◆ REQUIRED ACTION:
Copy out, exactly and with nothing else, the stretch of lines that starts at the line containing "MemorySettings, disc: MemoryDisc)" and finishes at the end of the data.

◆ GIVEN RECORDS:
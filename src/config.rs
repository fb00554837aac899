use std::time::Duration;

use serde::{Deserialize, Serialize};

use crate::{censor, error, remote_control};

/// The config of the censoring companion
#[derive(Serialize, Deserialize)]
#[serde(rename_all = "camelCase")]
pub struct Config {
    pub user: User,
    pub remote_control: RemoteControlConfig,
    pub censor: CensorConfig,
}

#[derive(Debug, Clone, Serialize, Deserialize, Hash, PartialEq, Eq)]
#[serde(rename_all = "camelCase")]
pub struct User {
    pub id: Option<i64>,
    pub name: String,
}

/// How to reach the streaming tool
#[derive(Debug, Serialize, Deserialize)]
#[serde(rename_all = "camelCase")]
pub struct RemoteControlConfig {
    /// Disable the remote entirely, censoring then degrades to pausing
    #[serde(default = "default_enabled")]
    pub enabled: bool,

    /// Which streaming tool is listening on the other side
    pub dialect: remote_control::Dialect,

    pub host: String,
    pub port: u16,
    pub auth_secret: String,

    /// How long connect() may take before giving up
    pub connect_timeout_ms: Option<u64>,
}

fn default_enabled() -> bool {
    true
}

#[derive(Debug, Serialize, Deserialize)]
#[serde(rename_all = "camelCase")]
pub struct CensorConfig {
    /// Scene shown while a switch-scene segment is active
    pub censor_scene: String,

    /// Bound on scene calls made from the tick loop
    pub remote_timeout_ms: Option<u64>,
}

impl From<&RemoteControlConfig> for remote_control::ConnectionOptions {
    fn from(config: &RemoteControlConfig) -> Self {
        Self {
            dialect: config.dialect,
            host: config.host.clone(),
            port: config.port,
            auth_secret: config.auth_secret.clone(),
        }
    }
}

impl From<&CensorConfig> for censor::CensorOptions {
    fn from(config: &CensorConfig) -> Self {
        Self {
            censor_scene: config.censor_scene.clone(),
            remote_timeout: config
                .remote_timeout_ms
                .map(Duration::from_millis)
                .unwrap_or(censor::DEFAULT_REMOTE_TIMEOUT),
        }
    }
}

pub trait ConfigLogic: Send + Sync {
    fn load(&self) -> Result<Config, error::Error>;
}

pub struct File {
    pub name: std::path::PathBuf,
}

impl ConfigLogic for File {
    fn load(&self) -> Result<Config, error::Error> {
        let file = std::fs::File::open(&self.name).map_err(error::Error::ConfigFileError)?;
        let config: Config = serde_json::from_reader(file)?;

        Ok(config)
    }
}
use futures_util::{
    stream::{SplitSink, SplitStream},
    SinkExt, StreamExt,
};
use tokio::{net::TcpStream, sync::mpsc};
use tokio_tungstenite::{tungstenite::Message as TMessage, MaybeTlsStream, WebSocketStream};
use tracing::{debug, trace};

use crate::error::Error;

pub type Writer = SplitSink<WebSocketStream<MaybeTlsStream<TcpStream>>, TMessage>;
pub type Reader = SplitStream<WebSocketStream<MaybeTlsStream<TcpStream>>>;

/// Raw socket events, forwarded in arrival order to whoever owns the
/// connection.
#[derive(Debug)]
pub enum TransportEvent {
    Open,
    Message(String),
    Error(String),
    Closed,
}

/// A single websocket connection. No retries at this layer, a failed or
/// closed socket is reported once and the owner decides what to do.
pub struct Transport {
    write: Writer,
    read_handle: tokio::task::JoinHandle<()>,
    closed: bool,
}

impl Transport {
    /// Opens the socket and forwards everything it produces to `events`.
    pub async fn open(
        url: &str,
        events: mpsc::UnboundedSender<TransportEvent>,
    ) -> Result<Self, Error> {
        debug!(%url, "opening websocket");
        let (ws_stream, _) = tokio_tungstenite::connect_async(url).await?;
        let (write, read) = ws_stream.split();

        let _ = events.send(TransportEvent::Open);
        let read_handle = tokio::spawn(read_loop(read, events));

        Ok(Self {
            write,
            read_handle,
            closed: false,
        })
    }

    /// Sends one already encoded text frame. Dialect framing is the
    /// codec's job, nothing is re-encoded here.
    pub async fn send_text(&mut self, frame: String) -> Result<(), Error> {
        trace!(?frame, "sending");
        self.write.send(TMessage::Text(frame)).await?;
        Ok(())
    }

    /// Closes the socket. Safe to call when already closed.
    pub async fn close(&mut self) {
        if self.closed {
            return;
        }
        self.closed = true;

        if let Err(e) = self.write.close().await {
            trace!(?e, "socket already gone");
        }
    }
}

impl Drop for Transport {
    fn drop(&mut self) {
        self.read_handle.abort();
    }
}

async fn read_loop(mut read: Reader, events: mpsc::UnboundedSender<TransportEvent>) {
    while let Some(message) = read.next().await {
        match message {
            Ok(TMessage::Text(text)) => {
                if events.send(TransportEvent::Message(text)).is_err() {
                    break;
                }
            }
            Ok(TMessage::Close(_)) => break,
            Ok(_) => {}
            Err(e) => {
                let _ = events.send(TransportEvent::Error(e.to_string()));
                break;
            }
        }
    }

    debug!("websocket reader stopped");
    let _ = events.send(TransportEvent::Closed);
}
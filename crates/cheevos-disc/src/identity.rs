//! Game identity hashing
//!
//! A game is identified by the MD5 of its boot executable's name (without
//! directory or version suffix) followed by the executable's leading bytes.

use crate::reader::ExecutableReader;
use cheevos_core::IdentityError;
use md5::{Digest, Md5};

/// At most this many executable bytes contribute to the hash (64 MiB)
pub const MAX_HASH_SIZE: u64 = 64 * 1024 * 1024;

/// Strip the directory and version suffix from a disc path.
///
/// `cdrom0:\SLUS_200.62;1` becomes `SLUS_200.62`.
pub fn name_for_hash(path: &str) -> Result<&str, IdentityError> {
    let name = match path.rfind(['\\', '/']) {
        Some(pos) => &path[pos + 1..],
        None => path,
    };
    let name = match name.find(';') {
        Some(pos) => &name[..pos],
        None => name,
    };

    if name.is_empty() {
        return Err(IdentityError::InvalidName(path.to_string()));
    }
    Ok(name)
}

/// Lowercase hex MD5 over `name` followed by `data`
pub fn game_hash(name: &str, data: &[u8]) -> String {
    let mut hasher = Md5::new();
    hasher.update(name.as_bytes());
    hasher.update(data);
    hex::encode(hasher.finalize())
}

/// Hash the executable at `path` on the disc behind `reader`
pub fn compute_game_hash(path: &str, reader: &dyn ExecutableReader) -> Result<String, IdentityError> {
    if path.is_empty() {
        return Err(IdentityError::NoExecutable);
    }
    let name = name_for_hash(path)?;

    let read_failed = |e: crate::reader::ReadError| IdentityError::ReadFailed {
        path: path.to_string(),
        message: e.to_string(),
    };

    let size = reader.size(path).map_err(read_failed)?;
    let wanted = size.min(MAX_HASH_SIZE) as usize;
    let data = reader.read(path, wanted).map_err(read_failed)?;
    if data.len() != wanted {
        return Err(IdentityError::ShortRead {
            path: path.to_string(),
            expected: wanted,
            actual: data.len(),
        });
    }

    let hash = game_hash(name, &data);
    tracing::debug!("Hashed {} ({} bytes): {}", name, wanted, hash);
    Ok(hash)
}

/// Outcome of resolving the running executable
#[derive(Debug, Clone, PartialEq, Eq)]
pub enum Resolution {
    /// Same game as last time; nothing to do
    Unchanged,
    /// A different game (or no readable game). `hash` is empty when the
    /// executable could not be hashed.
    Changed { hash: String },
}

/// Remembers the last checksum/hash pair so identity is only recomputed
/// when the executable changes
#[derive(Debug, Default)]
pub struct IdentityResolver {
    last_checksum: Option<u32>,
    last_hash: Option<String>,
}

impl IdentityResolver {
    pub fn new() -> Self {
        Self::default()
    }

    pub fn last_hash(&self) -> Option<&str> {
        self.last_hash.as_deref()
    }

    pub fn last_checksum(&self) -> Option<u32> {
        self.last_checksum
    }

    /// Forget the current game so the next resolve always reports a change
    pub fn clear(&mut self) {
        self.last_checksum = None;
        self.last_hash = None;
    }

    /// Resolve the executable at `path` whose CRC is `checksum`.
    ///
    /// An unchanged checksum short-circuits without touching the disc. A
    /// new checksum that hashes to the current hash also reports
    /// `Unchanged`.
    pub fn resolve(&mut self, checksum: u32, path: &str, reader: &dyn ExecutableReader) -> Resolution {
        if self.last_checksum == Some(checksum) {
            return Resolution::Unchanged;
        }

        let hash = match compute_game_hash(path, reader) {
            Ok(hash) => hash,
            Err(IdentityError::NoExecutable) => String::new(),
            Err(e) => {
                tracing::warn!("Failed to hash executable {:?}: {}", path, e);
                String::new()
            }
        };

        self.last_checksum = Some(checksum);
        if self.last_hash.as_deref() == Some(hash.as_str()) {
            return Resolution::Unchanged;
        }

        self.last_hash = Some(hash.clone());
        Resolution::Changed { hash }
    }
}
impl Harness {
    /// Initialized engine with a saved login
    pub fn new(config: AchievementsConfig) -> Self {
        Self::with_settings(
            config,
            logged_in_settings(),
            MemoryDisc::with_file(ELF_PATH, ELF_BYTES),
        )
    }

    /// Initialized engine without a saved login
    pub fn logged_out(config: AchievementsConfig) -> Self {
        Self::with_settings(
            config,
            MemorySettings::new(),
            MemoryDisc::with_file(ELF_PATH, ELF_BYTES),
        )
    }

    pub fn with_settings(config: AchievementsConfig, settings: MemorySettings, disc: MemoryDisc) -> Self {
        let notifier = Arc::new(RecordingNotifier::default());
        let settings = Arc::new(settings);
        let (collaborators, server, runtime) =
            collaborators(settings.clone(), disc, notifier.clone());

        let mut engine = Engine::new(config, collaborators).unwrap();
        engine.initialize();

        Self {
            engine,
            server,
            runtime,
            notifier,
            settings,
            memory: MemoryWindow::new(vec![0u8; 0x100]),
        }
    }

    /// Report the test executable as running and let the fetch finish
    pub fn boot(&mut self) {
        self.engine.game_changed(ELF_PATH, CHECKSUM);
        self.settle();
    }

    pub fn settle(&mut self) {
        self.engine.wait_for_requests();
    }

    pub fn frame(&mut self) {
        self.engine.do_frame(&self.memory);
    }

    pub fn poke(&mut self, address: u32, value: u8) {
        self.memory.poke(address, 1, value as u32);
    }
}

◆ OUTPUT OF THE EXERCISE:
    pub fn with_settings(config: AchievementsConfig, settings: MemorySettings, disc: MemoryDisc) -> Self {
        let notifier = Arc::new(RecordingNotifier::default());
        let settings = Arc::new(settings);
        let (collaborators, server, runtime) =
            collaborators(settings.clone(), disc, notifier.clone());

        let mut engine = Engine::new(config, collaborators).unwrap();
        engine.initialize();

        Self {
            engine,
            server,
            runtime,
            notifier,
            settings,
            memory: MemoryWindow::new(vec![0u8; 0x100]),
        }
    }

    /// Report the test executable as running and let the fetch finish
    pub fn boot(&mut self) {
        self.engine.game_changed(ELF_PATH, CHECKSUM);
        self.settle();
    }

    pub fn settle(&mut self) {
        self.engine.wait_for_requests();
    }

    pub fn frame(&mut self) {
        self.engine.do_frame(&self.memory);
    }

    pub fn poke(&mut self, address: u32, value: u8) {
        self.memory.poke(address, 1, value as u32);
    }
}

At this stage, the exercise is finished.